• **Required action**: If a line of the data below holds the word "count", list it.

• **Working data**:
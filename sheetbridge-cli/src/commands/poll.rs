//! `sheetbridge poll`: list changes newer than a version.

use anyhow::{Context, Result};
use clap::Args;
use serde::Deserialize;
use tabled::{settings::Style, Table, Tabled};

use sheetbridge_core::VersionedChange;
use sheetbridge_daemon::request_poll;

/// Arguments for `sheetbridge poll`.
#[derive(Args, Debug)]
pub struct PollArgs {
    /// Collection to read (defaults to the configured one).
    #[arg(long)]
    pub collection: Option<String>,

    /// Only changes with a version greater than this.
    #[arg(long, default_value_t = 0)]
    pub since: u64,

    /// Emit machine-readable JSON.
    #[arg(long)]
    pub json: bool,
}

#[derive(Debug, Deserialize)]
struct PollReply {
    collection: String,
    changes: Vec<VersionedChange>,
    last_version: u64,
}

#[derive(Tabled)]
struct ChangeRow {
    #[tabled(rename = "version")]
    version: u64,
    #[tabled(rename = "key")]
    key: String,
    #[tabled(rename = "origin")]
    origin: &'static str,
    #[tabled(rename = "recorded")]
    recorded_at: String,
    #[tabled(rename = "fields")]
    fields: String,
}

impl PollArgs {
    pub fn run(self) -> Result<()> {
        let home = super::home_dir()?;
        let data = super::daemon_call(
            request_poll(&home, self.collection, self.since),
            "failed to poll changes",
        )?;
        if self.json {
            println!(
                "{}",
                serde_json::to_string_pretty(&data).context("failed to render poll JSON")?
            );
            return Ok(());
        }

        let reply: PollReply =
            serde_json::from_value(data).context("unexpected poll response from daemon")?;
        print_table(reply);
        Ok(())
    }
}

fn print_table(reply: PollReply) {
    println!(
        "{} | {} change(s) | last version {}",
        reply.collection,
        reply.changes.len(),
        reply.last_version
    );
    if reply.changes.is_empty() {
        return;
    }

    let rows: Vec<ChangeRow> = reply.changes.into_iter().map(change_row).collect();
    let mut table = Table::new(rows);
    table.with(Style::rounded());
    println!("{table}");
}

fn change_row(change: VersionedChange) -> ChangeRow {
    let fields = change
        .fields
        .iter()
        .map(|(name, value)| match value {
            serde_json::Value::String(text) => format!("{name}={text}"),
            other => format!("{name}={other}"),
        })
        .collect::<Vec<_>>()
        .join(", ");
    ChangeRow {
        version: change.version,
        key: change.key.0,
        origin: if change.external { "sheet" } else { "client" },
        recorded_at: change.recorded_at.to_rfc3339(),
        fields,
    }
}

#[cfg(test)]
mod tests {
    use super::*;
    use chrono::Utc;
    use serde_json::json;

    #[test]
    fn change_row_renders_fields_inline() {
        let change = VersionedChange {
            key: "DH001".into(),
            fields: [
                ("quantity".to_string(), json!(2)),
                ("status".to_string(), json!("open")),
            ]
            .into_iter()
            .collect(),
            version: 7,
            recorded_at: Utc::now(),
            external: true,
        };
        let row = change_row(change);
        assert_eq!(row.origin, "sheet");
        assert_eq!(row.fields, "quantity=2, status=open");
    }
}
---
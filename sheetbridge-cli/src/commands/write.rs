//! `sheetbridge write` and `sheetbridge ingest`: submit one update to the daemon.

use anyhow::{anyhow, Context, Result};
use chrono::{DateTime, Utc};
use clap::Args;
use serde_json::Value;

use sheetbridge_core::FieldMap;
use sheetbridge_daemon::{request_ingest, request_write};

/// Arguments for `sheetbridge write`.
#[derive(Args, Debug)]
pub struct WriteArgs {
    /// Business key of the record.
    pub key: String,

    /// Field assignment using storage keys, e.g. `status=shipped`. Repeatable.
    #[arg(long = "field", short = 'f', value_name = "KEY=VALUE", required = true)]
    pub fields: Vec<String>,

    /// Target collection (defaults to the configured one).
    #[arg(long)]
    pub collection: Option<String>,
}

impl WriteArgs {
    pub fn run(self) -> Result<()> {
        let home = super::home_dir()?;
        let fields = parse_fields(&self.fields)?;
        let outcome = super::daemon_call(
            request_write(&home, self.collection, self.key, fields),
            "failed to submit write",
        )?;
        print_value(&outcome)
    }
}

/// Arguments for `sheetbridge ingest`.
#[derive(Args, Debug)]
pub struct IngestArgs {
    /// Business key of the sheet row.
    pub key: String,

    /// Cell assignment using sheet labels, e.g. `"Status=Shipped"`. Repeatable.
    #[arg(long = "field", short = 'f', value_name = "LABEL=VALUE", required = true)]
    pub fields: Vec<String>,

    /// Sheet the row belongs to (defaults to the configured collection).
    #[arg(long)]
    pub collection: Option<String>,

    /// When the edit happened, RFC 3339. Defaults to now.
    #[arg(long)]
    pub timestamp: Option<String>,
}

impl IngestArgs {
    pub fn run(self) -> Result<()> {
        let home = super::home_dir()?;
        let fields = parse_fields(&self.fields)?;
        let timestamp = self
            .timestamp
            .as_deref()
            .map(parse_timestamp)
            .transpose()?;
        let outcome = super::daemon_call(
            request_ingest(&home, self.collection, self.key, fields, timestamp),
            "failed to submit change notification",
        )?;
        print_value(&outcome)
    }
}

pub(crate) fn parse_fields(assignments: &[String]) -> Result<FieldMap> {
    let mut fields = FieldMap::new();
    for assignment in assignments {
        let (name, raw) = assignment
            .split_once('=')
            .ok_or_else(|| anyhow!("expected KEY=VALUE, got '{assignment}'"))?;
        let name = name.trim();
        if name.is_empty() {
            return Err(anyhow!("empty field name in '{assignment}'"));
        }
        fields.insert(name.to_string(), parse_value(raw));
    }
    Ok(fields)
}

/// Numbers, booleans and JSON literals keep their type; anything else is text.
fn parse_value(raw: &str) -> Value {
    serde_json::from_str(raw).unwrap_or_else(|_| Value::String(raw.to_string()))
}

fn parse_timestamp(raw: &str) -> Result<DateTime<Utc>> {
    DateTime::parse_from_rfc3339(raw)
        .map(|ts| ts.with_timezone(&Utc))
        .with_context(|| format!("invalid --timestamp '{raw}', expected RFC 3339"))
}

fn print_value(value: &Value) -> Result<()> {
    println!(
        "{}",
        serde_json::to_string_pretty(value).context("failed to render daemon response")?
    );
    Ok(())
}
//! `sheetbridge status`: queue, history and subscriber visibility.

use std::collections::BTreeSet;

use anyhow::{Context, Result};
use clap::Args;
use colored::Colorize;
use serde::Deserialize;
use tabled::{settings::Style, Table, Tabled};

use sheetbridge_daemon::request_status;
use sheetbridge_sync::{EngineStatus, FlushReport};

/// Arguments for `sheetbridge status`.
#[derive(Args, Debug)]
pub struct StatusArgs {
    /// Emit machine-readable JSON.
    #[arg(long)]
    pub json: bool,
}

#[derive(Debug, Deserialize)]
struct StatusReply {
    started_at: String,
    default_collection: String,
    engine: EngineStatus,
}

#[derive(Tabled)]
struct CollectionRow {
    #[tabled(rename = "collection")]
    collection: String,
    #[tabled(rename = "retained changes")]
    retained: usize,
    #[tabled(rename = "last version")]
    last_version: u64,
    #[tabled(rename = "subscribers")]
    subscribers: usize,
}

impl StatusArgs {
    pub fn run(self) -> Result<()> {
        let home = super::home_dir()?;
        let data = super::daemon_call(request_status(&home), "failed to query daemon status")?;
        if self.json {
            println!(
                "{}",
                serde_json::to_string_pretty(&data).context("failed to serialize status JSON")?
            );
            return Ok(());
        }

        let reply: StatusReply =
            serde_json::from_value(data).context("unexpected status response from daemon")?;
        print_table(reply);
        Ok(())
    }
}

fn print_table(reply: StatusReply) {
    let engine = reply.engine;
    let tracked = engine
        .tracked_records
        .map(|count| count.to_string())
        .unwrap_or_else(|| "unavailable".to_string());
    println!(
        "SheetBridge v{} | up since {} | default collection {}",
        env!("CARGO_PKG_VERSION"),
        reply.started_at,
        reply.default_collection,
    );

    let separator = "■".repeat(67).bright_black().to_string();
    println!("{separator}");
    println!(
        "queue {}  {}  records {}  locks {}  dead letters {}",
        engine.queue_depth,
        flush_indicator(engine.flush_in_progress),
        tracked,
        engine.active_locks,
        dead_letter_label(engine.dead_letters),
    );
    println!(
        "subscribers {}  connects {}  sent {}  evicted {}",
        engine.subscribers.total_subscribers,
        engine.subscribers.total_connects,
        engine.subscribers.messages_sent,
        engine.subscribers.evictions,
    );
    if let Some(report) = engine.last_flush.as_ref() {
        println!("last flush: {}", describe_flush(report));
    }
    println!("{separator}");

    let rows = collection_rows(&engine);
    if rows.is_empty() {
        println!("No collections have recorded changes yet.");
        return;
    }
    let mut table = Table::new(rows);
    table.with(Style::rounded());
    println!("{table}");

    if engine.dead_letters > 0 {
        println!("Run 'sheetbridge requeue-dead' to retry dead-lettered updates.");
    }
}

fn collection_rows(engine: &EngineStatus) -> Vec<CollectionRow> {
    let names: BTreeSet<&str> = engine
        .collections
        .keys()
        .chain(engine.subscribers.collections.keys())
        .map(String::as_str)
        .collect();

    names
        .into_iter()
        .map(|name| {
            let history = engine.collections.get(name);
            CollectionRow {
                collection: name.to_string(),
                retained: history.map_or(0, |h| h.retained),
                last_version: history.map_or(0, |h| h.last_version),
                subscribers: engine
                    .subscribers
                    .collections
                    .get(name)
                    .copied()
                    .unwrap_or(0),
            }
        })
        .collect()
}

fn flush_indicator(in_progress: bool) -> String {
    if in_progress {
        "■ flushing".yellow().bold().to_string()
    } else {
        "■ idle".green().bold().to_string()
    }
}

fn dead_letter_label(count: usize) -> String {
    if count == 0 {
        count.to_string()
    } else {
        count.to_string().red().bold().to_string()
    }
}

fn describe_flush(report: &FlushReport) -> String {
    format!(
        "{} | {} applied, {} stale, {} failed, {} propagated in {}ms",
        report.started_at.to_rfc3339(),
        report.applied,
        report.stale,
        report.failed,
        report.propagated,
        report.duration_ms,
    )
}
--
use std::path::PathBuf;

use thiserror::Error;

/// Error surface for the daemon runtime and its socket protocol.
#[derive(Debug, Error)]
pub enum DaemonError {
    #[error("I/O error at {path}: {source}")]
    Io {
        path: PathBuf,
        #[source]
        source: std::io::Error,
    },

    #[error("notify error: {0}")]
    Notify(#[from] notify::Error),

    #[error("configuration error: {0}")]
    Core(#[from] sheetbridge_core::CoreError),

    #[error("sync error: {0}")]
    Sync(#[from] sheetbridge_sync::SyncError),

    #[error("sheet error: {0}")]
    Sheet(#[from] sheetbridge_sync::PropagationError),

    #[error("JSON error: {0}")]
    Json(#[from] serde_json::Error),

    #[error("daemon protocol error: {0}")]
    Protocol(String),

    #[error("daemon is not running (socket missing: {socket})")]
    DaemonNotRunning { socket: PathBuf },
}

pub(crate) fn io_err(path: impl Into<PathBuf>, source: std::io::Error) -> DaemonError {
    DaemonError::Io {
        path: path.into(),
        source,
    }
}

• **Solution below**:
        .map(|count| count.to_string())
fn dead_letter_label(count: usize) -> String {
    if count == 0 {
        count.to_string()
        count.to_string().red().bold().to_string()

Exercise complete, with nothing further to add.